WORK INSTRUCTION: The lines to return are those below that contain the word "expanded".

ENTRIES SHOWN Block Start

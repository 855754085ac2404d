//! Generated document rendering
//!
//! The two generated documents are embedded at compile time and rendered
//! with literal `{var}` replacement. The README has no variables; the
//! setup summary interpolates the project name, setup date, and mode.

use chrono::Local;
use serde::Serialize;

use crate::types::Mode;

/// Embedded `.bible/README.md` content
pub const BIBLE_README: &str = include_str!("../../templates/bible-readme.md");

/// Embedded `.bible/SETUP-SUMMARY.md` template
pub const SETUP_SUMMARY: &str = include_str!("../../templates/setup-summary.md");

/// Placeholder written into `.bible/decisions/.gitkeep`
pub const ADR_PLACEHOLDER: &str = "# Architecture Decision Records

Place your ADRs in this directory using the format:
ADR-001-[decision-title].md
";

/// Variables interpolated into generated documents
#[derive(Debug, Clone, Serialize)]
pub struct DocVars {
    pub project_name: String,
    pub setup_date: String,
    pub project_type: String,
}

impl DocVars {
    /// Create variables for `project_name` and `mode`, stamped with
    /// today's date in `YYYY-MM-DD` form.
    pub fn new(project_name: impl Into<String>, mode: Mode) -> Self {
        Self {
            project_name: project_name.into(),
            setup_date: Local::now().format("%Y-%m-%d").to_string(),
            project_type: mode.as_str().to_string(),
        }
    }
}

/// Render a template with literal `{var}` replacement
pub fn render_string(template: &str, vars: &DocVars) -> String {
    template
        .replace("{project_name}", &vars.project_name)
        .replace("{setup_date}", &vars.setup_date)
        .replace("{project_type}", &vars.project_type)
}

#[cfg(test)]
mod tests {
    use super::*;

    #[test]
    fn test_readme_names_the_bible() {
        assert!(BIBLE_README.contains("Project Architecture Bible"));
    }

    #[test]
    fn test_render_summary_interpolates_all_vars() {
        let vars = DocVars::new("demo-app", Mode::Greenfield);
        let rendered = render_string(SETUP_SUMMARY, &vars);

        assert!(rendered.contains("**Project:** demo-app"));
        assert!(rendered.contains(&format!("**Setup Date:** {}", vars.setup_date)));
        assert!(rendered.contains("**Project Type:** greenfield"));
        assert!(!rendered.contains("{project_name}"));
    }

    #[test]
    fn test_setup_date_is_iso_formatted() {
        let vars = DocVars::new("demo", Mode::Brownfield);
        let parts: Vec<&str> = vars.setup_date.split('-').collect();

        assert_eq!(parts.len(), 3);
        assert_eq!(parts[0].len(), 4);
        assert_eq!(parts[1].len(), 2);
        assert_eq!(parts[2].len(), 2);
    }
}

ENTRIES SHOWN Block End
ENTRIES SHOWN Block Start

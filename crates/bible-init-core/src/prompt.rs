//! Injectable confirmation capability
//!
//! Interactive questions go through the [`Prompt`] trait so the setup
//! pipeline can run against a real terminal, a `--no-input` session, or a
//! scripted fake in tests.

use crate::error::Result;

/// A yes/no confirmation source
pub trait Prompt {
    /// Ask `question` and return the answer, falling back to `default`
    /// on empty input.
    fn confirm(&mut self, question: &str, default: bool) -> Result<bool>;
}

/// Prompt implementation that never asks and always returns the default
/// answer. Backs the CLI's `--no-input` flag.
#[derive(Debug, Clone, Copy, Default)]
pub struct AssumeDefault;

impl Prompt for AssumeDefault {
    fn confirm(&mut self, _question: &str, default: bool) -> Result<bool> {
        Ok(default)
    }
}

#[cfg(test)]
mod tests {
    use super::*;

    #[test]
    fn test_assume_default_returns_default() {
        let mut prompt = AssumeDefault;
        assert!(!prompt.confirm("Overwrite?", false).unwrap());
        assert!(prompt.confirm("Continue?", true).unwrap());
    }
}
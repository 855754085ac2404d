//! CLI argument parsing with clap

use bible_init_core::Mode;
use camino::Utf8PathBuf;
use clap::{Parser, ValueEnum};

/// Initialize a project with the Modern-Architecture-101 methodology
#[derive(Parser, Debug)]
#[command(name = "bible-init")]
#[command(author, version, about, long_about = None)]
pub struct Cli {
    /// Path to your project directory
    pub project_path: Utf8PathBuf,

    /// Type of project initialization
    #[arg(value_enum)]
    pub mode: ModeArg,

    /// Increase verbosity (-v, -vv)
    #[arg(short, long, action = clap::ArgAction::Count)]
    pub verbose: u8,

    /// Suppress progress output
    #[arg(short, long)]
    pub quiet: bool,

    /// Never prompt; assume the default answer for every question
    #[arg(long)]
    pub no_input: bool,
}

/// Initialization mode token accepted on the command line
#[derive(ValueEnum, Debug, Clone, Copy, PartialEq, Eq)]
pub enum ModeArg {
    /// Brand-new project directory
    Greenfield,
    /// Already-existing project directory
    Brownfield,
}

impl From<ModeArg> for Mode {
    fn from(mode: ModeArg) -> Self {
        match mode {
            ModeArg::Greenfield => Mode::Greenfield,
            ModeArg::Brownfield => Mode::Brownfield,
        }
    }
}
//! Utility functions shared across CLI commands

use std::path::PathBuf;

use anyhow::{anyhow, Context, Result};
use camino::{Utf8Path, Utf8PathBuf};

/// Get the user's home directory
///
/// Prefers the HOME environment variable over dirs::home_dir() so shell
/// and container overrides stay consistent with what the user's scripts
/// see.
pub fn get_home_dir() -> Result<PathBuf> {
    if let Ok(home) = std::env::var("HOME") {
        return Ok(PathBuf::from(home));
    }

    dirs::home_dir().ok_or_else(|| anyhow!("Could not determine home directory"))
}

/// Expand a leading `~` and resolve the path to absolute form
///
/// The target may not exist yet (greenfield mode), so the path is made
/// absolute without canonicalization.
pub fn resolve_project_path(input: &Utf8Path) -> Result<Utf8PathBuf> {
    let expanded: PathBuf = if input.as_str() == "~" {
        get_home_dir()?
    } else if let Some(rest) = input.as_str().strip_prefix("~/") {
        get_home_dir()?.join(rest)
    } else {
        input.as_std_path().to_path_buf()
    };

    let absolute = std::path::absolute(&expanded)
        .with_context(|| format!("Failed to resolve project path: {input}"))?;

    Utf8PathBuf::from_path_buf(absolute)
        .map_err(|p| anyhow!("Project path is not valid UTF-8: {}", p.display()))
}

ENTRIES SHOWN Block End
ENTRIES SHOWN Block Start

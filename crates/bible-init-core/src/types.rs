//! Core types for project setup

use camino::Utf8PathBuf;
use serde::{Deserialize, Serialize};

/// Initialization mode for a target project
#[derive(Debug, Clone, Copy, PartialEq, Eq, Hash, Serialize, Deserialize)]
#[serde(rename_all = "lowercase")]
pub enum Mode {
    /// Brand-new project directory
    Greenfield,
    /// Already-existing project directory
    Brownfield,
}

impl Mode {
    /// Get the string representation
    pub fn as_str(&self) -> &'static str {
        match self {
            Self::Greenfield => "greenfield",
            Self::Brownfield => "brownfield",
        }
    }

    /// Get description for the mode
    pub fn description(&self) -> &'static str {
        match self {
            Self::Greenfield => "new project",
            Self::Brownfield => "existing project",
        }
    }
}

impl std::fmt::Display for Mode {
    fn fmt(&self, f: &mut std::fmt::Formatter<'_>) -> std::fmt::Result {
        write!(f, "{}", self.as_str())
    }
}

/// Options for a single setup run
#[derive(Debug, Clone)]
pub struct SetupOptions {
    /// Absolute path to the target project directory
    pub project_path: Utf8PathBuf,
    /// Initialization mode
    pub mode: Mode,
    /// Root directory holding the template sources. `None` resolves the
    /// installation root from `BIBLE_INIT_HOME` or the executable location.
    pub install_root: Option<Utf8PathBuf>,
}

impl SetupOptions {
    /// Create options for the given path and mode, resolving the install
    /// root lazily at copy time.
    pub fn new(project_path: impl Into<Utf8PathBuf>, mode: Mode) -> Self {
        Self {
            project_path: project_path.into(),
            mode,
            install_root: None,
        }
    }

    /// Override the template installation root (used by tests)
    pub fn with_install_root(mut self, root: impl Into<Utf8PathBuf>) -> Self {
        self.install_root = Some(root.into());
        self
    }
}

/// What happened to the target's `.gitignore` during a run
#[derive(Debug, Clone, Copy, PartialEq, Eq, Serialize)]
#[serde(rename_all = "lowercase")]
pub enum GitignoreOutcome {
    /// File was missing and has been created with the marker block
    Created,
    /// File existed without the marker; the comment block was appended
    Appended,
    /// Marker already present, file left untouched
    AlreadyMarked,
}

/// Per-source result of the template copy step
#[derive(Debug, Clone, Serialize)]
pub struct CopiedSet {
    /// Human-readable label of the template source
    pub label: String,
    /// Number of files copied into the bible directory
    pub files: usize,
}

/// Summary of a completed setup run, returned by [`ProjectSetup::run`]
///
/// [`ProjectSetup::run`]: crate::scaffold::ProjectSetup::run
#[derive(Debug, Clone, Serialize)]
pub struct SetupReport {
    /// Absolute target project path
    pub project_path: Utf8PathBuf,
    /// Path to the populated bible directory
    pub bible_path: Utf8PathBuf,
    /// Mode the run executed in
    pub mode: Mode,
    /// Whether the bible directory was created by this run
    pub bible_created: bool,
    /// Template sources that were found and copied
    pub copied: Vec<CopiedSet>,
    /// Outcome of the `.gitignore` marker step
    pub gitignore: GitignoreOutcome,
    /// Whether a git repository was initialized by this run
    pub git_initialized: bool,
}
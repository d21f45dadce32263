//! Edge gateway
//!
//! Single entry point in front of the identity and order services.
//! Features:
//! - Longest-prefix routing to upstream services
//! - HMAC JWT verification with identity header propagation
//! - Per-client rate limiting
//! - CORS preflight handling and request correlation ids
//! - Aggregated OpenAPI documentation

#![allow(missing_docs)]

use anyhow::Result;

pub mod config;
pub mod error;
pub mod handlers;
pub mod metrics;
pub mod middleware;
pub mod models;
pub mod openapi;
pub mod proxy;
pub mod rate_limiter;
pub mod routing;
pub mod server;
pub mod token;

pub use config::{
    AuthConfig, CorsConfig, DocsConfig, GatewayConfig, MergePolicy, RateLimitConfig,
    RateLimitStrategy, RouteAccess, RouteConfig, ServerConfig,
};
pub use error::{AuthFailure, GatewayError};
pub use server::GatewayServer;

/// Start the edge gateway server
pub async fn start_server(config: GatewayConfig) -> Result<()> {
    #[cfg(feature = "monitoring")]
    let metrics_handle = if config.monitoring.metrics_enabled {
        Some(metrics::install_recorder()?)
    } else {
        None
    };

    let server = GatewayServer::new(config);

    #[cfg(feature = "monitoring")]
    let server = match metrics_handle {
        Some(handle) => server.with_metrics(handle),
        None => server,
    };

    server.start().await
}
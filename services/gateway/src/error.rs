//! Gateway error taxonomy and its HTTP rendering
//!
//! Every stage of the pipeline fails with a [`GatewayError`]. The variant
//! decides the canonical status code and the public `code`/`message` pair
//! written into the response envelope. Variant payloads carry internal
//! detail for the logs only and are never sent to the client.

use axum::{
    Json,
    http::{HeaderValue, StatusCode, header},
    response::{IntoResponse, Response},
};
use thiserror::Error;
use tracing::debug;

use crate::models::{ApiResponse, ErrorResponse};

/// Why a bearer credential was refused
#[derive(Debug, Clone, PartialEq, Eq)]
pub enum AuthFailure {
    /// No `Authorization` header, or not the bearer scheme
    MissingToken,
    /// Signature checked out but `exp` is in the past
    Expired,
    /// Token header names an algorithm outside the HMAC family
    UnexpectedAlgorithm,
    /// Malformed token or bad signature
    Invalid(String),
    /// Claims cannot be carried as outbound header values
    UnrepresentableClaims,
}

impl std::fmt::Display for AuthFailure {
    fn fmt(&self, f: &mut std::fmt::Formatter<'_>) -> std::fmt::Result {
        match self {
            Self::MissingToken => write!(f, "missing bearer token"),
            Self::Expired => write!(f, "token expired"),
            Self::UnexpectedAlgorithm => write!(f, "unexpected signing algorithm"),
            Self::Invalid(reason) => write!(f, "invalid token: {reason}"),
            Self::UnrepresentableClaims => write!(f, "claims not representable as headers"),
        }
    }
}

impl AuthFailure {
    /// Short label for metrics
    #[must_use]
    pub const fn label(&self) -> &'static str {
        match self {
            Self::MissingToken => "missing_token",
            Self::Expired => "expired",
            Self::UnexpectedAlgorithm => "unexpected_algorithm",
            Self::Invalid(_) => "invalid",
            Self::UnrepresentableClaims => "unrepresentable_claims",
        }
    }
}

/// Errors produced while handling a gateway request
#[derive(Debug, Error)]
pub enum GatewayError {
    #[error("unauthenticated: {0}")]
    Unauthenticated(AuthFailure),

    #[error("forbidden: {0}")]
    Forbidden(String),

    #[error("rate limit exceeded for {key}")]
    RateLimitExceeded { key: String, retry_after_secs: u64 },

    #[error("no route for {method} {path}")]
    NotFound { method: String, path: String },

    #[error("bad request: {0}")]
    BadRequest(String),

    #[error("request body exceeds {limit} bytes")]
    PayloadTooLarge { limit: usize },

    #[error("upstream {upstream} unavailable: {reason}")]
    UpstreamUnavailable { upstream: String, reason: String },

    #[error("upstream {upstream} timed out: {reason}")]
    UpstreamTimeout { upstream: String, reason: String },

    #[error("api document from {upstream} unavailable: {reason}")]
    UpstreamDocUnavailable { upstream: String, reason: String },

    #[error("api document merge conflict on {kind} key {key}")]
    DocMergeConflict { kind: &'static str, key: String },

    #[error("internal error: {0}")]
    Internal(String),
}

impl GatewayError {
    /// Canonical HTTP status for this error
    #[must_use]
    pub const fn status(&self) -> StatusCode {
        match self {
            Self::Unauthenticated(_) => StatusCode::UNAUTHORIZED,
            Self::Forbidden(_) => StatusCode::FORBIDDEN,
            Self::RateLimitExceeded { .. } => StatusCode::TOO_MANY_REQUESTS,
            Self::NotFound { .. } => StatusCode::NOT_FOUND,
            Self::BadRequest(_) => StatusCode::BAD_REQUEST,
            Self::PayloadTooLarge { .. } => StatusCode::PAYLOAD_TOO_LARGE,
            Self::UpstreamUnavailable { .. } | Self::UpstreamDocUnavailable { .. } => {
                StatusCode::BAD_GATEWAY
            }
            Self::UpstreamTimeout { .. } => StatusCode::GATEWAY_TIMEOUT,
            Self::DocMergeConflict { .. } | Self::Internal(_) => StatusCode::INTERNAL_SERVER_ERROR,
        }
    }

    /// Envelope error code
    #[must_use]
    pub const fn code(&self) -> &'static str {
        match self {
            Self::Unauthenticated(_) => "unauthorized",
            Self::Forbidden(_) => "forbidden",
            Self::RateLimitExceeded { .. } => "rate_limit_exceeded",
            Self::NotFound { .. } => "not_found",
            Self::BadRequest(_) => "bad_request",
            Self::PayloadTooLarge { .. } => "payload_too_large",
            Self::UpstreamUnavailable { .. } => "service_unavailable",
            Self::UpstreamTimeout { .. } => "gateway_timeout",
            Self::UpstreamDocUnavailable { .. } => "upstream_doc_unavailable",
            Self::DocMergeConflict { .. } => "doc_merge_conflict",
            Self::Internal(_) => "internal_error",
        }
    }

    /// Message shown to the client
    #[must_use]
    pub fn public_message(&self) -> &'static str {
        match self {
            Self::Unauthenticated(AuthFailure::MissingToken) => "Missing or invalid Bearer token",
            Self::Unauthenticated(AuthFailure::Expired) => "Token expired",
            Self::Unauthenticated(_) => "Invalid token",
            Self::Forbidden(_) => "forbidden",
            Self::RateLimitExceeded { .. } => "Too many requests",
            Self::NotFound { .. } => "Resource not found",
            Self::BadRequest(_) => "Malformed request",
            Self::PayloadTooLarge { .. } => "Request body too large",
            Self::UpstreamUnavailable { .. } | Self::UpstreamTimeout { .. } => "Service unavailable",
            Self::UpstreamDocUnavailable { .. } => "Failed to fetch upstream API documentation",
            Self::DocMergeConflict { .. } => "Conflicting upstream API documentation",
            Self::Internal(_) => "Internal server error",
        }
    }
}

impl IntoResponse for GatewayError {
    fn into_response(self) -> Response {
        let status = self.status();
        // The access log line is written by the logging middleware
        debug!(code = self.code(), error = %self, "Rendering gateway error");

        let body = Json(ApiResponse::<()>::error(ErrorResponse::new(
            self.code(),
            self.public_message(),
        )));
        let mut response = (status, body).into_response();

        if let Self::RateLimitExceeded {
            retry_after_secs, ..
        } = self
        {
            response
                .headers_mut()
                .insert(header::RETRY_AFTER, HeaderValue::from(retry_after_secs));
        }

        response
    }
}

ENTRIES SHOWN Block End

YOUR RESPONSE:
    let expanded: PathBuf = if input.as_str() == "~" {
    let absolute = std::path::absolute(&expanded)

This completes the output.